| BRIEF |
Consider the listing below. Extract exactly the lines from the line containing "info!(suite = suite.name(), tests" to the line containing "result.start_test(test);", both included.
------------------------------
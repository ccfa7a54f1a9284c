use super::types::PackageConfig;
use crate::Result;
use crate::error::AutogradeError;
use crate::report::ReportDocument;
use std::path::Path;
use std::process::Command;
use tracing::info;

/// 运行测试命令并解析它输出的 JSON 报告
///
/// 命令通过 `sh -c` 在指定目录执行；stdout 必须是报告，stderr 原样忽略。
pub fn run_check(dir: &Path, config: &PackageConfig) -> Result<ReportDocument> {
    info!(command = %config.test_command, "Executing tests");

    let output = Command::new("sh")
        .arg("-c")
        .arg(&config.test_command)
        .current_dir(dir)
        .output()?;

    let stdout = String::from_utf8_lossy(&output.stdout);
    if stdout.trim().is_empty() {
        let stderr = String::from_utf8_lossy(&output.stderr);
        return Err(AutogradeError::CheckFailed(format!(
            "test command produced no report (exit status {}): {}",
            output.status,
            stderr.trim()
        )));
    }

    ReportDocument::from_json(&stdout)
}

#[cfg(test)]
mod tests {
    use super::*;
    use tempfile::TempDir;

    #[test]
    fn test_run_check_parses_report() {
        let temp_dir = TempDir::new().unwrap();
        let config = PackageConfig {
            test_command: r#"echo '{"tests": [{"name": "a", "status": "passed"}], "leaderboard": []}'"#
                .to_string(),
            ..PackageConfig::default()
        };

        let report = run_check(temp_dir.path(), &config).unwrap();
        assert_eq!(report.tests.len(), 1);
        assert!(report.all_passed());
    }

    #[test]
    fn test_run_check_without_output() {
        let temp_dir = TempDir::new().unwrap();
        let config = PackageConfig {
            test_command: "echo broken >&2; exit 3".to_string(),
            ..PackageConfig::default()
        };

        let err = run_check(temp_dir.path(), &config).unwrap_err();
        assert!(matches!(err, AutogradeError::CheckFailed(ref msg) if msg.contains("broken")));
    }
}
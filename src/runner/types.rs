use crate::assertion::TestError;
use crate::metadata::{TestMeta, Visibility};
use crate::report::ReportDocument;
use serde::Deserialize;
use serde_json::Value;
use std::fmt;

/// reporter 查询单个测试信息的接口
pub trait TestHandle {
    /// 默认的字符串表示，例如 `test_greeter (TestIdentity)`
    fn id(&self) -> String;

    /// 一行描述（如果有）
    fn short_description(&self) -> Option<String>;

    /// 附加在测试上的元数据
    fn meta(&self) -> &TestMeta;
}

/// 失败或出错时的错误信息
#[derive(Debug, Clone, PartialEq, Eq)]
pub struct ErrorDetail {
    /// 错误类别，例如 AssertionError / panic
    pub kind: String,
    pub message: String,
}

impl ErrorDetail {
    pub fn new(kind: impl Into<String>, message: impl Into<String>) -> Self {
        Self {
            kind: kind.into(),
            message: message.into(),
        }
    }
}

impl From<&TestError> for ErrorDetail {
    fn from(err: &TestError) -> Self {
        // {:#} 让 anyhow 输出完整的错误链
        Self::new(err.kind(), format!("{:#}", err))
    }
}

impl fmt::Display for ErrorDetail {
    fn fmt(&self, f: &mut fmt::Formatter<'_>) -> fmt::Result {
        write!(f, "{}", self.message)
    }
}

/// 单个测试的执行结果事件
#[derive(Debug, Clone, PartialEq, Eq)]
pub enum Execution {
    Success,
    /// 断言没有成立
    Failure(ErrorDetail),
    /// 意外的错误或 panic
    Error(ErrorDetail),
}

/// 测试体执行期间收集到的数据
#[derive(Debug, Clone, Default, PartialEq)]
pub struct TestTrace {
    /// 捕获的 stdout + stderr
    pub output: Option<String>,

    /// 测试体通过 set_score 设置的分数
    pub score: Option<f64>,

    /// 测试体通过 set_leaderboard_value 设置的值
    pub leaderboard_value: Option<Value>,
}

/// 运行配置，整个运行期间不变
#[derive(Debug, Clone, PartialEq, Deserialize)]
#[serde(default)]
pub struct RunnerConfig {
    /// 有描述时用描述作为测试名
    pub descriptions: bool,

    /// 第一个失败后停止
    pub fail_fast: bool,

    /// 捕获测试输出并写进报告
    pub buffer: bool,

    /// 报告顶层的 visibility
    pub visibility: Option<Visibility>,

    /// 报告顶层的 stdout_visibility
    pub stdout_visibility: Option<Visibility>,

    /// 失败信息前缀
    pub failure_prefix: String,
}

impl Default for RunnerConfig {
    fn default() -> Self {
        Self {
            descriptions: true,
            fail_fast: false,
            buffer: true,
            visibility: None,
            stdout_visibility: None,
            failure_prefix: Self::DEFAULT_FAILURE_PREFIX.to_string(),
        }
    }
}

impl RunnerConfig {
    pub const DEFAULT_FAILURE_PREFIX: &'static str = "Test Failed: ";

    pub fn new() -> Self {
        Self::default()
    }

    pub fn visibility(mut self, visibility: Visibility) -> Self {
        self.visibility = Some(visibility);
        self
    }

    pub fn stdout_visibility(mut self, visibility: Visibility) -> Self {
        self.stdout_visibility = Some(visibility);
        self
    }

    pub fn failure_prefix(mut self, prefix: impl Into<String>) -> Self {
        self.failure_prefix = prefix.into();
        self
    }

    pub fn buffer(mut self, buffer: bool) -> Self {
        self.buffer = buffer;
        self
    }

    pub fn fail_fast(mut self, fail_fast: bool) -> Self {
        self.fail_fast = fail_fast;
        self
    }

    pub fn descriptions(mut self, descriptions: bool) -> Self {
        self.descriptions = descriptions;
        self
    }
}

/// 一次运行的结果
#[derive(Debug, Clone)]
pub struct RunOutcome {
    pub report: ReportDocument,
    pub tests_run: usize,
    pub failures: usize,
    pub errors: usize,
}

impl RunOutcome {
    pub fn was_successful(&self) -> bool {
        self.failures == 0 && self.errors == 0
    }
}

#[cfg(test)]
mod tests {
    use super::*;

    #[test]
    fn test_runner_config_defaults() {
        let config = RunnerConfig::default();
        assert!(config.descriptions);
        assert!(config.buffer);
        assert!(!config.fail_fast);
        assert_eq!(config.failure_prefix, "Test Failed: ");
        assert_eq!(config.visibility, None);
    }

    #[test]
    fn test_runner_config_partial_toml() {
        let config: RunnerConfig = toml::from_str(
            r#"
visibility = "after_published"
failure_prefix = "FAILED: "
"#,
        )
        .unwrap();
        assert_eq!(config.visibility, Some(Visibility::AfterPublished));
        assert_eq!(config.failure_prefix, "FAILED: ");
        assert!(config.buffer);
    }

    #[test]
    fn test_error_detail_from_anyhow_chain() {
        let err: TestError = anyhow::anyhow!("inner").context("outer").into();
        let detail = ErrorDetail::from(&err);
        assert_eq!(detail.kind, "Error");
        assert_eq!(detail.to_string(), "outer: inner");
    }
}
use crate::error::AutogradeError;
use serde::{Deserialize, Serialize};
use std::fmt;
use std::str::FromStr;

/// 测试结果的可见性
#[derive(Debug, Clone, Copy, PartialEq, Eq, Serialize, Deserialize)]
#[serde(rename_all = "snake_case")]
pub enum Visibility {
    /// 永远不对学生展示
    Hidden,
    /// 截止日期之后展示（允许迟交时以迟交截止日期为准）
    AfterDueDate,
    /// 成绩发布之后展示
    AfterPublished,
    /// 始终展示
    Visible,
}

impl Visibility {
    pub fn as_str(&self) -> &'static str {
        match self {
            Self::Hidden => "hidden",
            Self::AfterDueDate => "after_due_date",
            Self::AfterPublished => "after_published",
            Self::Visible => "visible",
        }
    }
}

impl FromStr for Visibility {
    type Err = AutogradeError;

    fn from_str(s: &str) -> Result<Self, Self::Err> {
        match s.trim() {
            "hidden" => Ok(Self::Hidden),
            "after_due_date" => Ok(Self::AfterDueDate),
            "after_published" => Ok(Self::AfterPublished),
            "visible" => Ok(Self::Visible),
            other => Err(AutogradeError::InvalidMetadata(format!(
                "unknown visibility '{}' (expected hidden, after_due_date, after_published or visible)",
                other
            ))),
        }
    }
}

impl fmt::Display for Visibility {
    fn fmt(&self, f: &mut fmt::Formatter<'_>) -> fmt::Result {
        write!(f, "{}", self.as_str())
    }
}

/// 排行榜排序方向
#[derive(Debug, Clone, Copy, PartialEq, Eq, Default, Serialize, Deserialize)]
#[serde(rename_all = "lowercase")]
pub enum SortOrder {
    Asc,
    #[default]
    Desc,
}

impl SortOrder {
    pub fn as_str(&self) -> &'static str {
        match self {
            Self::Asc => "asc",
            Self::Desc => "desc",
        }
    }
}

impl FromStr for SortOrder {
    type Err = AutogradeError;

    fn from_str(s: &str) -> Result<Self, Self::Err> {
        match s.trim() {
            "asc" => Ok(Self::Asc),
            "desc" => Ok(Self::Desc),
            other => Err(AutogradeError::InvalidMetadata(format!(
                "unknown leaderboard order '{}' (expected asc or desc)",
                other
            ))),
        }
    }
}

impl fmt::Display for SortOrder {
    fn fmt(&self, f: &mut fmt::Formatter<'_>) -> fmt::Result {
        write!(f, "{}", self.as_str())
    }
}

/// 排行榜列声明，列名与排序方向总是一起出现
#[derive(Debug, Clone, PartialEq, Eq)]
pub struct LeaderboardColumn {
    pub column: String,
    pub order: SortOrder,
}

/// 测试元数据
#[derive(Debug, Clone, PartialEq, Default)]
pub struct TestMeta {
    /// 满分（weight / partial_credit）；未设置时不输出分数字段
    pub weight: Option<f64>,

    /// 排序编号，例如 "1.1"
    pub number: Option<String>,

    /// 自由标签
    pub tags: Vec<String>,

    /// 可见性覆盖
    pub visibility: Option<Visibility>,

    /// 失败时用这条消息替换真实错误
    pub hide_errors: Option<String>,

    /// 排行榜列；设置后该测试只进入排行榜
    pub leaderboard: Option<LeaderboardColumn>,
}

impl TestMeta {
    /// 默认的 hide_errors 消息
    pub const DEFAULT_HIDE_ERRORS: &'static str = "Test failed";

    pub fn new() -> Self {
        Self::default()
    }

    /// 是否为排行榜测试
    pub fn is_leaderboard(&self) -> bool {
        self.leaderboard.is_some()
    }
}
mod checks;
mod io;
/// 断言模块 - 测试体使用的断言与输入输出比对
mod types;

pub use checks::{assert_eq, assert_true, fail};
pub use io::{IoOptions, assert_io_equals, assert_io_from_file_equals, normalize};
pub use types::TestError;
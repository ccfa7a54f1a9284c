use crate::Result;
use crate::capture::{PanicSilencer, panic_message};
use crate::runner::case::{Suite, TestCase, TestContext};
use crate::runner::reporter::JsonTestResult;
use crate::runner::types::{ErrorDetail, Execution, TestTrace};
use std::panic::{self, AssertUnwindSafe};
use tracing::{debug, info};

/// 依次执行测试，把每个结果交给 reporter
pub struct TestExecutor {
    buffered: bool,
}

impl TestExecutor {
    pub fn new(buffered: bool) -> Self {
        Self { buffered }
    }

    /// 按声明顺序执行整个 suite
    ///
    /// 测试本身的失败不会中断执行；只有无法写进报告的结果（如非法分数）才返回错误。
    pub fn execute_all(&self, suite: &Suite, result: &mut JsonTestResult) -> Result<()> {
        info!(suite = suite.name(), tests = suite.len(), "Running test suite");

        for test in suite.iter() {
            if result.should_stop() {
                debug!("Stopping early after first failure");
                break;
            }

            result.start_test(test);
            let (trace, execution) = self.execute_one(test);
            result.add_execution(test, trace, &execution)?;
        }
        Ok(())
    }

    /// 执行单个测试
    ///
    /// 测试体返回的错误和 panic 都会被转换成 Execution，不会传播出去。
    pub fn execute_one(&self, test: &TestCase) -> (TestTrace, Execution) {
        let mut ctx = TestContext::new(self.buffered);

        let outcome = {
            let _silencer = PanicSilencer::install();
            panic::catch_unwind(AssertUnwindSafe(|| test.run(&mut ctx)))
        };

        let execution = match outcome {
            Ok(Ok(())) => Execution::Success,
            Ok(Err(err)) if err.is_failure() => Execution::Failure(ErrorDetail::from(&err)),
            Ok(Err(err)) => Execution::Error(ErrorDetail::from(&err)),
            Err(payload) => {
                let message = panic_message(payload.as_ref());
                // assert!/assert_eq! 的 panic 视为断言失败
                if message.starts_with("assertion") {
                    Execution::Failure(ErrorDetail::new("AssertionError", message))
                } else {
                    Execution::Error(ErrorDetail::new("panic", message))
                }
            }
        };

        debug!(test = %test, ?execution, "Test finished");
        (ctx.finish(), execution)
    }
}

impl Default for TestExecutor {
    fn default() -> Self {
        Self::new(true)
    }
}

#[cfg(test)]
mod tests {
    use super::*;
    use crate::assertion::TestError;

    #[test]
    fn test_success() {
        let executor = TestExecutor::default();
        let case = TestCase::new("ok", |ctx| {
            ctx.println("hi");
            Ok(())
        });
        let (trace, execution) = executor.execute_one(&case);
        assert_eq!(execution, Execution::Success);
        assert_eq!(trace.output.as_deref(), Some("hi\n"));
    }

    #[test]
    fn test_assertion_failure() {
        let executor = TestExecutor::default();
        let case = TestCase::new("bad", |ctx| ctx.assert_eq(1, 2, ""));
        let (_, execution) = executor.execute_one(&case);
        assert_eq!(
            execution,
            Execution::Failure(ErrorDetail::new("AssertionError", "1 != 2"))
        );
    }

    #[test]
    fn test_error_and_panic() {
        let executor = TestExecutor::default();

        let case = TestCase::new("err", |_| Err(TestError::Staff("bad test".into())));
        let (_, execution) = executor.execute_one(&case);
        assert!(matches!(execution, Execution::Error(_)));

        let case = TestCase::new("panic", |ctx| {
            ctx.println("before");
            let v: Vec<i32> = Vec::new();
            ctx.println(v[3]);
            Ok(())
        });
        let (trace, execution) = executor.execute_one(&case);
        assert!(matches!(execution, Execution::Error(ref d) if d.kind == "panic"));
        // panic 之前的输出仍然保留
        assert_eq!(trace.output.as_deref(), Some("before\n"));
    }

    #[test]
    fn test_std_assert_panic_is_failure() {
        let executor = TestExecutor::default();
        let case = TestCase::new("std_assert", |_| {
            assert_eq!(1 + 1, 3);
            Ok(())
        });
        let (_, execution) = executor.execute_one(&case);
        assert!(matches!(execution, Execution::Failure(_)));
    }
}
------------------------------
| PROBLEM SOLUTION |
        info!(suite = suite.name(), tests = suite.len(), "Running test suite");

        for test in suite.iter() {
            if result.should_stop() {
                debug!("Stopping early after first failure");
                break;
            }

            result.start_test(test);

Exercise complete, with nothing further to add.